### Exercise description:
Include in the output exactly the lines from the opening of the data through the line containing "type FlightOutcome = Result<TrackingResult, TrackingError>;", and nothing more.

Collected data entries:
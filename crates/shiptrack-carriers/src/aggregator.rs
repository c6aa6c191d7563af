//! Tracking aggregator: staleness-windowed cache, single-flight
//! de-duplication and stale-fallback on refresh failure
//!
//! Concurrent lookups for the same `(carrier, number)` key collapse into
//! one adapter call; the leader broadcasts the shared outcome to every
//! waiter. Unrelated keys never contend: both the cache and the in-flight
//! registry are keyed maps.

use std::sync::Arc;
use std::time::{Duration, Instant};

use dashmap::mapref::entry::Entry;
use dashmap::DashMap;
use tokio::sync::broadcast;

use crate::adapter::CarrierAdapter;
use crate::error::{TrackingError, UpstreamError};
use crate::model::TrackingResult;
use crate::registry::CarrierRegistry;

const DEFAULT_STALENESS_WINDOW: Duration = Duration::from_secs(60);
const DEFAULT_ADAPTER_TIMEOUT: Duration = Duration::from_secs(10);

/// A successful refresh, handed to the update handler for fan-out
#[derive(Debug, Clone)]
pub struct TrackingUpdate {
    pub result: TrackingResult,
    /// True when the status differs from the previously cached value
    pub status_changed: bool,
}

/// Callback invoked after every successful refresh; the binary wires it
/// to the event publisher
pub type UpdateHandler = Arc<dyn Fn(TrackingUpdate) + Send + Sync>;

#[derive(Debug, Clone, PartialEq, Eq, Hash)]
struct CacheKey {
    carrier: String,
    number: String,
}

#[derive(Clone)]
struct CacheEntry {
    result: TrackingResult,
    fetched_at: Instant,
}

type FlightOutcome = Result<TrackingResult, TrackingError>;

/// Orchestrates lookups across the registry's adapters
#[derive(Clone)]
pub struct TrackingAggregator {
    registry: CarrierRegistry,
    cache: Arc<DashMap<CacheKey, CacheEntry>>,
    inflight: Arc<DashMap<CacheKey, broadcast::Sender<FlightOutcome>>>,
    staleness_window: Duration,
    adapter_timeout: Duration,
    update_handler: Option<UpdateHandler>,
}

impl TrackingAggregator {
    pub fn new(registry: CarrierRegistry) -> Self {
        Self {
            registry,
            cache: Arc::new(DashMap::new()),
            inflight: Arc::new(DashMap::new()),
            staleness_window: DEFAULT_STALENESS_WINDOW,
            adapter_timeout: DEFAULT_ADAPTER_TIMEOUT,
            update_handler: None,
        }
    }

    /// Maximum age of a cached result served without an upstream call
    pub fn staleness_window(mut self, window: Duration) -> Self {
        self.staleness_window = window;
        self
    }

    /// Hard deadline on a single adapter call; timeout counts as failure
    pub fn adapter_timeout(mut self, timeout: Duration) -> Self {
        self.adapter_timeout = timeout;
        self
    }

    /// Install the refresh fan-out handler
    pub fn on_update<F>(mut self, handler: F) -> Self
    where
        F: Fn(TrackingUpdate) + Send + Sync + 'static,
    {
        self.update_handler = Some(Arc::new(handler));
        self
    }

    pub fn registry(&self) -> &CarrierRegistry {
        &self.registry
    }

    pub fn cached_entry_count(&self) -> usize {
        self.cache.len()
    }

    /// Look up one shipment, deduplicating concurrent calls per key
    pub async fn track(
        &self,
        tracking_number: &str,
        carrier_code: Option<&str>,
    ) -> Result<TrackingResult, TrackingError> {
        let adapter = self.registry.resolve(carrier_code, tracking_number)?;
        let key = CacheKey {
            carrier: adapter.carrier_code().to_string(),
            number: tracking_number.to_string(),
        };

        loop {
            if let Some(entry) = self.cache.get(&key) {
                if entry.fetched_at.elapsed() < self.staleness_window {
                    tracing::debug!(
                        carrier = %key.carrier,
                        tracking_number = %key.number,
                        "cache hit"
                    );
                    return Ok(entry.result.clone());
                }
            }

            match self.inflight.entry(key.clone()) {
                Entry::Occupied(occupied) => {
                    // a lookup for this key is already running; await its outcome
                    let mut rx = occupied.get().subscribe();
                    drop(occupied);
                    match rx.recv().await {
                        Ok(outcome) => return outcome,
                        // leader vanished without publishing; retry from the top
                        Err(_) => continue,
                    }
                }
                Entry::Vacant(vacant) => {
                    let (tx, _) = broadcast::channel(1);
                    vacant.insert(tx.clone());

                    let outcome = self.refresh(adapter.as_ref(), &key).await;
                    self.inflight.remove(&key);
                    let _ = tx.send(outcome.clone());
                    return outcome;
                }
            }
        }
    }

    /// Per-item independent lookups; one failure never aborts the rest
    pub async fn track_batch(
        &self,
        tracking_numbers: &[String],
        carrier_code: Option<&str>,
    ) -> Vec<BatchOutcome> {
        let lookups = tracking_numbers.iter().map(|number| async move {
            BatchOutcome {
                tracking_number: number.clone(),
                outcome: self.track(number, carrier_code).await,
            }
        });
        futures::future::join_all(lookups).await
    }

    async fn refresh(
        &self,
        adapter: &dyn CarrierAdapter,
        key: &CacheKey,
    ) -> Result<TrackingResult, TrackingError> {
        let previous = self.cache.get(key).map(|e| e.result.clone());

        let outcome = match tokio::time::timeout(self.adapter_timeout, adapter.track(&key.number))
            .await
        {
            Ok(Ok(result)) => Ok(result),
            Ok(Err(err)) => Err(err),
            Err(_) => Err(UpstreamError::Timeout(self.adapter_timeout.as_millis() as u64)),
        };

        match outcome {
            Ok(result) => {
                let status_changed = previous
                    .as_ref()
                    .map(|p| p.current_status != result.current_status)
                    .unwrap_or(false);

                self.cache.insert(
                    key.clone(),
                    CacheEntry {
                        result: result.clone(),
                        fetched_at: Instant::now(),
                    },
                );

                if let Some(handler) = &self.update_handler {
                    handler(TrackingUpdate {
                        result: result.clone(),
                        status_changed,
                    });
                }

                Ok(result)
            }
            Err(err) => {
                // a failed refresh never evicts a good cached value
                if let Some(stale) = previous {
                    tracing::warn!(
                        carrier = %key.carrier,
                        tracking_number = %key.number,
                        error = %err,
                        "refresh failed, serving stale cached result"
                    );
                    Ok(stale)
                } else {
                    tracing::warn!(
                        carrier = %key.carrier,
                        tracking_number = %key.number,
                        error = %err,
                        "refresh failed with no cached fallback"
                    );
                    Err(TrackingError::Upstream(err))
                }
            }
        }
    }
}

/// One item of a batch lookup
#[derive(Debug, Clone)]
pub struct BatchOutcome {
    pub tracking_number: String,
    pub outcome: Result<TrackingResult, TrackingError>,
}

### Solved exercise:
filename crates/shiptrack-carriers/src/aggregator.rs
repository c6aa6c191d7563af
//! Tracking aggregator: staleness-windowed cache, single-flight
//! de-duplication and stale-fallback on refresh failure
//!
//! Concurrent lookups for the same `(carrier, number)` key collapse into
//! one adapter call; the leader broadcasts the shared outcome to every
//! waiter. Unrelated keys never contend: both the cache and the in-flight
//! registry are keyed maps.

use std::sync::Arc;
use std::time::{Duration, Instant};

use dashmap::mapref::entry::Entry;
use dashmap::DashMap;
use tokio::sync::broadcast;

use crate::adapter::CarrierAdapter;
use crate::error::{TrackingError, UpstreamError};
use crate::model::TrackingResult;
use crate::registry::CarrierRegistry;

const DEFAULT_STALENESS_WINDOW: Duration = Duration::from_secs(60);
const DEFAULT_ADAPTER_TIMEOUT: Duration = Duration::from_secs(10);

/// A successful refresh, handed to the update handler for fan-out
#[derive(Debug, Clone)]
pub struct TrackingUpdate {
    pub result: TrackingResult,
    /// True when the status differs from the previously cached value
    pub status_changed: bool,
}

/// Callback invoked after every successful refresh; the binary wires it
/// to the event publisher
pub type UpdateHandler = Arc<dyn Fn(TrackingUpdate) + Send + Sync>;

#[derive(Debug, Clone, PartialEq, Eq, Hash)]
struct CacheKey {
    carrier: String,
    number: String,
}

#[derive(Clone)]
struct CacheEntry {
    result: TrackingResult,
    fetched_at: Instant,
}

type FlightOutcome = Result<TrackingResult, TrackingError>;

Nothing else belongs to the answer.